Canadian artist (born 1948)

George Raab (born 1948) is a Canadian printmaker who has gained an international reputation for his wilderness landscape photo-based etchings and aquatints.

==Career==
Raab spent his early years in Toronto and discovered printmaking as a student at Sheridan College in Oakville, Ontario. After graduating in 1971 with a diploma in fine arts, he enrolled in the University of Toronto as an extension student to study in the printmaking studio, and also studied etching at Erindale College, University of Toronto. In 1970, he travelled internationally. By 1978, he was living a few miles north of Bancroft, Ontario. There he set up a studio and by May 1978 held his first solo show at the Downstairs Gallery, Bancroft. He moved to Lakefield, Ontario, in 1980 to be nearer Trent University at Peterborough and became artist-in-residence in 1981, at Trent University's Otonabee College.

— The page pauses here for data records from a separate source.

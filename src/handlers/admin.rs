//! Admin page for editing the instruction template.
//!
//! A single HTML form, guarded by the shared-secret middleware. Edits apply
//! to calls whose webhook arrives after the change; in-flight calls keep the
//! text they captured.

use std::sync::Arc;

use axum::Form;
use axum::extract::{Query, State};
use axum::response::{Html, IntoResponse, Redirect};
use serde::Deserialize;
use tracing::info;

use crate::state::AppState;

/// Query parameters accepted by the admin endpoints.
#[derive(Debug, Deserialize)]
pub struct AdminQuery {
    #[serde(default)]
    pub token: Option<String>,
}

/// Form body for instruction updates.
#[derive(Debug, Deserialize)]
pub struct InstructionsForm {
    pub instructions: String,
}

/// Render the admin page with the current instruction template.
pub async fn admin_page(
    State(state): State<Arc<AppState>>,
    Query(query): Query<AdminQuery>,
) -> Html<String> {
    let template = escape_html(&state.instruction_template());
    let action = form_action(query.token.as_deref());

    Html(format!(
        "<!doctype html>\n\
         <html>\n\
         <head><meta charset=\"utf-8\"><title>voicebridge admin</title></head>\n\
         <body>\n\
         <h1>Call instructions</h1>\n\
         <p>Applied to calls answered after saving. The daily schedule is appended automatically.</p>\n\
         <form method=\"post\" action=\"{action}\">\n\
         <textarea name=\"instructions\" rows=\"16\" cols=\"80\">{template}</textarea><br>\n\
         <button type=\"submit\">Save</button>\n\
         </form>\n\
         </body>\n\
         </html>\n"
    ))
}

/// Apply an instruction template update and return to the admin page.
pub async fn update_instructions(
    State(state): State<Arc<AppState>>,
    Query(query): Query<AdminQuery>,
    Form(form): Form<InstructionsForm>,
) -> impl IntoResponse {
    state.set_instruction_template(form.instructions.trim().to_string());
    info!("Instruction template updated through admin page");

    let back = match query.token.as_deref() {
        Some(token) => format!("/admin?token={}", urlencode(token)),
        None => "/admin".to_string(),
    };
    Redirect::to(&back)
}

fn form_action(token: Option<&str>) -> String {
    match token {
        Some(token) => format!("/admin/instructions?token={}", urlencode(token)),
        None => "/admin/instructions".to_string(),
    }
}

fn urlencode(value: &str) -> String {
    url::form_urlencoded::byte_serialize(value.as_bytes()).collect()
}

fn escape_html(value: &str) -> String {
    value
        .replace('&', "&amp;")
        .replace('<', "&lt;")
        .replace('>', "&gt;")
        .replace('"', "&quot;")
}

#[cfg(test)]
mod tests {
    use super::*;

    #[test]
    fn test_escape_html_neutralizes_markup() {
        assert_eq!(
            escape_html("a < b & \"c\" > d"),
            "a &lt; b &amp; &quot;c&quot; &gt; d"
        );
    }

    #[test]
    fn test_form_action_carries_token() {
        assert_eq!(
            form_action(Some("s3cret&x")),
            "/admin/instructions?token=s3cret%26x"
        );
        assert_eq!(form_action(None), "/admin/instructions");
    }
}
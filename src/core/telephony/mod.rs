//! Telephony leg protocol: Twilio Media Streams over WebSocket.

pub mod messages;

pub use messages::{
    MarkMessage, MediaMessage, StartMessage, TwilioEvent, TwilioMessage,
};

/// Routing for frames headed to the telephony leg's socket writer.
///
/// The per-call handler drains these from a channel into the WebSocket,
/// so event processing never blocks on network writes.
#[derive(Debug)]
pub enum TelephonyRoute {
    /// JSON text frame
    Message(TwilioMessage),
    /// Close the connection
    Close,
}
//! Host header validation for the webhook echo.
//!
//! The incoming-call webhook echoes the request's `Host` header into the
//! stream URL of the returned call-control markup. Before echoing, the value
//! is restricted to hostname characters plus an optional numeric port, so a
//! crafted header cannot inject XML or URL syntax into the document.

use thiserror::Error;

/// Errors that can occur during host validation
#[derive(Debug, Error)]
pub enum HostValidationError {
    #[error("Host header is missing or empty")]
    Empty,

    #[error("Host header is too long: {0} bytes")]
    TooLong(usize),

    #[error("Host header contains forbidden character: {0:?}")]
    ForbiddenCharacter(char),

    #[error("Host header has an invalid port")]
    InvalidPort,
}

/// Maximum accepted length for a Host header value.
const MAX_HOST_LEN: usize = 255;

/// Validate a `Host` header value before echoing it.
///
/// Accepts `hostname` or `hostname:port` where the hostname uses only ASCII
/// letters, digits, `-` and `.`, and the port is purely numeric. Returns the
/// trimmed value on success.
pub fn validate_echo_host(host: &str) -> Result<&str, HostValidationError> {
    let host = host.trim();
    if host.is_empty() {
        return Err(HostValidationError::Empty);
    }
    if host.len() > MAX_HOST_LEN {
        return Err(HostValidationError::TooLong(host.len()));
    }

    let (name, port) = match host.rsplit_once(':') {
        Some((name, port)) => (name, Some(port)),
        None => (host, None),
    };

    if name.is_empty() {
        return Err(HostValidationError::Empty);
    }
    for c in name.chars() {
        if !(c.is_ascii_alphanumeric() || c == '-' || c == '.') {
            return Err(HostValidationError::ForbiddenCharacter(c));
        }
    }

    if let Some(port) = port
        && (port.is_empty() || !port.bytes().all(|b| b.is_ascii_digit()))
    {
        return Err(HostValidationError::InvalidPort);
    }

    Ok(host)
}

#[cfg(test)]
mod tests {
    use super::*;

    #[test]
    fn test_plain_hostname_is_accepted() {
        assert_eq!(validate_echo_host("example.ngrok.io").unwrap(), "example.ngrok.io");
    }

    #[test]
    fn test_hostname_with_port_is_accepted() {
        assert_eq!(validate_echo_host("bridge.example.com:8443").unwrap(), "bridge.example.com:8443");
    }

    #[test]
    fn test_surrounding_whitespace_is_trimmed() {
        assert_eq!(validate_echo_host(" example.com ").unwrap(), "example.com");
    }

    #[test]
    fn test_empty_host_is_rejected() {
        assert!(matches!(validate_echo_host(""), Err(HostValidationError::Empty)));
        assert!(matches!(validate_echo_host(":8080"), Err(HostValidationError::Empty)));
    }

    #[test]
    fn test_markup_injection_is_rejected() {
        for bad in [
            "example.com\"/><Hangup",
            "example.com/path",
            "a.com?x=1",
            "host with space",
            "<script>",
        ] {
            assert!(
                matches!(validate_echo_host(bad), Err(HostValidationError::ForbiddenCharacter(_))),
                "expected rejection for {bad:?}"
            );
        }
    }

    #[test]
    fn test_non_numeric_port_is_rejected() {
        assert!(matches!(
            validate_echo_host("example.com:80a"),
            Err(HostValidationError::InvalidPort)
        ));
        assert!(matches!(
            validate_echo_host("example.com:"),
            Err(HostValidationError::InvalidPort)
        ));
    }

    #[test]
    fn test_overlong_host_is_rejected() {
        let long = "a".repeat(MAX_HOST_LEN + 1);
        assert!(matches!(
            validate_echo_host(&long),
            Err(HostValidationError::TooLong(_))
        ));
    }
}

At Trent University in 1981, he held a retrospective exhibition of etchings. Since then, he has held dozens of solo exhibitions as well as participated in many group shows throughout Canada, the United States, Europe and the Far East. His work is included in more than 100 public, private, and corporate collections, including the Art Gallery of Ontario. Among Raab's numerous awards is the Grand Prize for Prints at the prestigious American Biennial of Graphic Art. He lives today and has his studio in Millbrook.

His intaglio images are made by creating grooves and textures below the surface of zinc or copper plates. The techniques he uses most frequently are etching, aquatinting, photo-etching, and watercolour painting.
His inspiration and subject matter is from the natural areas around Millbrook, Ontario and the Kawarthas.

He is a former director of the Algonquin Arts Council; a member of the Canadian Artists’ Representation, Ontario, the founder and former curator of the Ironwood Art Gallery, Trent University, Peterborough; a member of the International Graphics Society, New York, New York; a former member of the Executive Council of the Ontario Society of Artists' a member of the board of directors of the Otonabee Conservation Foundation; a member of the Print and Drawing Council of Canada; and of the Print Club, Cleveland, Ohio.

"My original landscape etchings are bits and pieces of a familiar landscape. There is a sense of peace and solace within them, of mystery and primal longings. They are a cry for the preservation of those wild lands we need in order to know ourselves, and a celebration of our natural heritage. Printmaking, my chosen medium, is very indirect and elusive. In these intaglio prints there is a sense of the mystery of the wild lands we all need in order to better know ourselves.".